◆ Assignment
Take the listing below and reproduce it in full. Change nothing.

◆ Available records

----

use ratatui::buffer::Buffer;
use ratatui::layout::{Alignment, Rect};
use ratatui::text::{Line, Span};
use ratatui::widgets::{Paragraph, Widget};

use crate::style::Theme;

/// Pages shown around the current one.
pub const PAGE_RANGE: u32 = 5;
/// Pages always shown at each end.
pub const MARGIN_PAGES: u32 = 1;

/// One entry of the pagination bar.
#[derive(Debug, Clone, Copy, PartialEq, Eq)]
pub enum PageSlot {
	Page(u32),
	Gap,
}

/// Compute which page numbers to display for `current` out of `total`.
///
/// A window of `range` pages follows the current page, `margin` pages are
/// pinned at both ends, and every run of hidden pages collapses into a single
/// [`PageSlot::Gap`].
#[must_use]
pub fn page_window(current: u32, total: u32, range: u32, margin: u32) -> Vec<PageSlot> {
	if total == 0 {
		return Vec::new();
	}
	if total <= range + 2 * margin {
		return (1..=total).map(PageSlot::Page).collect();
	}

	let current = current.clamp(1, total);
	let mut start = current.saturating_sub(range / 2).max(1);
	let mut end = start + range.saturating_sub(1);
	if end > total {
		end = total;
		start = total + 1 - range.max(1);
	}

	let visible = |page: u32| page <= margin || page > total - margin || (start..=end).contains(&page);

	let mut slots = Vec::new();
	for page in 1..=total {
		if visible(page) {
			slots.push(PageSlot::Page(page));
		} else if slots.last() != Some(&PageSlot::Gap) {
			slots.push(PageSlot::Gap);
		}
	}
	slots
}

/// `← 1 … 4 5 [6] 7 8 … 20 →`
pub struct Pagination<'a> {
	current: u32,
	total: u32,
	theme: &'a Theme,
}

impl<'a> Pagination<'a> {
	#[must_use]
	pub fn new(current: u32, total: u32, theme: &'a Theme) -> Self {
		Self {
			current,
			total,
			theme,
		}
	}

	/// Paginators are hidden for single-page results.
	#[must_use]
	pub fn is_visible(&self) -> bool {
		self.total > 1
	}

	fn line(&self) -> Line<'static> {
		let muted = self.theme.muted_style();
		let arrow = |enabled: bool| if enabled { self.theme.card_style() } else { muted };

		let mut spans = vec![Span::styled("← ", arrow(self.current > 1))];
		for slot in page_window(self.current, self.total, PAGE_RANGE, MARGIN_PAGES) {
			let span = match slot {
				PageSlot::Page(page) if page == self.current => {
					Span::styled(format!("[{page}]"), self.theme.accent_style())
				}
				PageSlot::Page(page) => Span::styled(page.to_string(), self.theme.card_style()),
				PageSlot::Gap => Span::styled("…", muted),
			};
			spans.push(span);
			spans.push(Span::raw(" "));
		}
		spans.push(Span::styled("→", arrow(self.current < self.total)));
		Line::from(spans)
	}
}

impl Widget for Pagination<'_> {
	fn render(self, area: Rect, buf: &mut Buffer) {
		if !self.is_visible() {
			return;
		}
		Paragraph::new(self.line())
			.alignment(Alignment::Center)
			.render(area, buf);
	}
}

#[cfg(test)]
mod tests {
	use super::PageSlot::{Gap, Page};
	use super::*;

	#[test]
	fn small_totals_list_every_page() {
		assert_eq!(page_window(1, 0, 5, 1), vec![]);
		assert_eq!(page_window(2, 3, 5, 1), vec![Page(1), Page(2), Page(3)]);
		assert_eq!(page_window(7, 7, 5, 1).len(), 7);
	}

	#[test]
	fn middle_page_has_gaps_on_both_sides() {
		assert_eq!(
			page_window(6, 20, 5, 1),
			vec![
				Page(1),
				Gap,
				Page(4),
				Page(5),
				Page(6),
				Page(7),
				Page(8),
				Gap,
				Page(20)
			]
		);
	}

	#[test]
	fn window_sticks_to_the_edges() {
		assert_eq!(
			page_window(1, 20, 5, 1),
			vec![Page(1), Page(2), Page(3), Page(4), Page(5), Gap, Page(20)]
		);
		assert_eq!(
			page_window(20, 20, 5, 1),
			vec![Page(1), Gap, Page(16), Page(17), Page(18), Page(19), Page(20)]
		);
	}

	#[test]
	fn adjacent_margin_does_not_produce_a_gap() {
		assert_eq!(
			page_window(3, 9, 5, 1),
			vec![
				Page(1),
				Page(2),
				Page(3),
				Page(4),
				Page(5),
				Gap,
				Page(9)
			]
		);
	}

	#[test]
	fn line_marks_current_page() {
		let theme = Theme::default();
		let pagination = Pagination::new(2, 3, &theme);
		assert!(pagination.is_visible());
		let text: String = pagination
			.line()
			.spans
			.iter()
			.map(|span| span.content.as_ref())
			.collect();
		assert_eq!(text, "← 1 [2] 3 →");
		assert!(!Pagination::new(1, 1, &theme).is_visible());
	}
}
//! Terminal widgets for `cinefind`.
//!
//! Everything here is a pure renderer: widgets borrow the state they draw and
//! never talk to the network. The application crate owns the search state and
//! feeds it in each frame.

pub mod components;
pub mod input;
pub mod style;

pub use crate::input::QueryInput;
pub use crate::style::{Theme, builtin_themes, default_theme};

----

◆ Result for this exercise
use ratatui::buffer::Buffer;
use ratatui::layout::{Alignment, Rect};
use ratatui::text::{Line, Span};
use ratatui::widgets::{Paragraph, Widget};

use crate::style::Theme;

/// Pages shown around the current one.
pub const PAGE_RANGE: u32 = 5;
/// Pages always shown at each end.
pub const MARGIN_PAGES: u32 = 1;

/// One entry of the pagination bar.
#[derive(Debug, Clone, Copy, PartialEq, Eq)]
pub enum PageSlot {
	Page(u32),
	Gap,
}

/// Compute which page numbers to display for `current` out of `total`.
///
/// A window of `range` pages follows the current page, `margin` pages are
/// pinned at both ends, and every run of hidden pages collapses into a single
/// [`PageSlot::Gap`].
#[must_use]
pub fn page_window(current: u32, total: u32, range: u32, margin: u32) -> Vec<PageSlot> {
	if total == 0 {
		return Vec::new();
	}
	if total <= range + 2 * margin {
		return (1..=total).map(PageSlot::Page).collect();
	}

	let current = current.clamp(1, total);
	let mut start = current.saturating_sub(range / 2).max(1);
	let mut end = start + range.saturating_sub(1);
	if end > total {
		end = total;
		start = total + 1 - range.max(1);
	}

	let visible = |page: u32| page <= margin || page > total - margin || (start..=end).contains(&page);

	let mut slots = Vec::new();
	for page in 1..=total {
		if visible(page) {
			slots.push(PageSlot::Page(page));
		} else if slots.last() != Some(&PageSlot::Gap) {
			slots.push(PageSlot::Gap);
		}
	}
	slots
}

/// `← 1 … 4 5 [6] 7 8 … 20 →`
pub struct Pagination<'a> {
	current: u32,
	total: u32,
	theme: &'a Theme,
}

impl<'a> Pagination<'a> {
	#[must_use]
	pub fn new(current: u32, total: u32, theme: &'a Theme) -> Self {
		Self {
			current,
			total,
			theme,
		}
	}

	/// Paginators are hidden for single-page results.
	#[must_use]
	pub fn is_visible(&self) -> bool {
		self.total > 1
	}

	fn line(&self) -> Line<'static> {
		let muted = self.theme.muted_style();
		let arrow = |enabled: bool| if enabled { self.theme.card_style() } else { muted };

		let mut spans = vec![Span::styled("← ", arrow(self.current > 1))];
		for slot in page_window(self.current, self.total, PAGE_RANGE, MARGIN_PAGES) {
			let span = match slot {
				PageSlot::Page(page) if page == self.current => {
					Span::styled(format!("[{page}]"), self.theme.accent_style())
				}
				PageSlot::Page(page) => Span::styled(page.to_string(), self.theme.card_style()),
				PageSlot::Gap => Span::styled("…", muted),
			};
			spans.push(span);
			spans.push(Span::raw(" "));
		}
		spans.push(Span::styled("→", arrow(self.current < self.total)));
		Line::from(spans)
	}
}

impl Widget for Pagination<'_> {
	fn render(self, area: Rect, buf: &mut Buffer) {
		if !self.is_visible() {
			return;
		}
		Paragraph::new(self.line())
			.alignment(Alignment::Center)
			.render(area, buf);
	}
}

#[cfg(test)]
mod tests {
	use super::PageSlot::{Gap, Page};
	use super::*;

	#[test]
	fn small_totals_list_every_page() {
		assert_eq!(page_window(1, 0, 5, 1), vec![]);
		assert_eq!(page_window(2, 3, 5, 1), vec![Page(1), Page(2), Page(3)]);
		assert_eq!(page_window(7, 7, 5, 1).len(), 7);
	}

	#[test]
	fn middle_page_has_gaps_on_both_sides() {
		assert_eq!(
			page_window(6, 20, 5, 1),
			vec![
				Page(1),
				Gap,
				Page(4),
				Page(5),
				Page(6),
				Page(7),
				Page(8),
				Gap,
				Page(20)
			]
		);
	}

	#[test]
	fn window_sticks_to_the_edges() {
		assert_eq!(
			page_window(1, 20, 5, 1),
			vec![Page(1), Page(2), Page(3), Page(4), Page(5), Gap, Page(20)]
		);
		assert_eq!(
			page_window(20, 20, 5, 1),
			vec![Page(1), Gap, Page(16), Page(17), Page(18), Page(19), Page(20)]
		);
	}

	#[test]
	fn adjacent_margin_does_not_produce_a_gap() {
		assert_eq!(
			page_window(3, 9, 5, 1),
			vec![
				Page(1),
				Page(2),
				Page(3),
				Page(4),
				Page(5),
				Gap,
				Page(9)
			]
		);
	}

	#[test]
	fn line_marks_current_page() {
		let theme = Theme::default();
		let pagination = Pagination::new(2, 3, &theme);
		assert!(pagination.is_visible());
		let text: String = pagination
			.line()
			.spans
			.iter()
			.map(|span| span.content.as_ref())
			.collect();
		assert_eq!(text, "← 1 [2] 3 →");
		assert!(!Pagination::new(1, 1, &theme).is_visible());
	}
}
//! Terminal widgets for `cinefind`.
//!
//! Everything here is a pure renderer: widgets borrow the state they draw and
//! never talk to the network. The application crate owns the search state and
//! feeds it in each frame.

pub mod components;
pub mod input;
pub mod style;

pub use crate::input::QueryInput;
pub use crate::style::{Theme, builtin_themes, default_theme};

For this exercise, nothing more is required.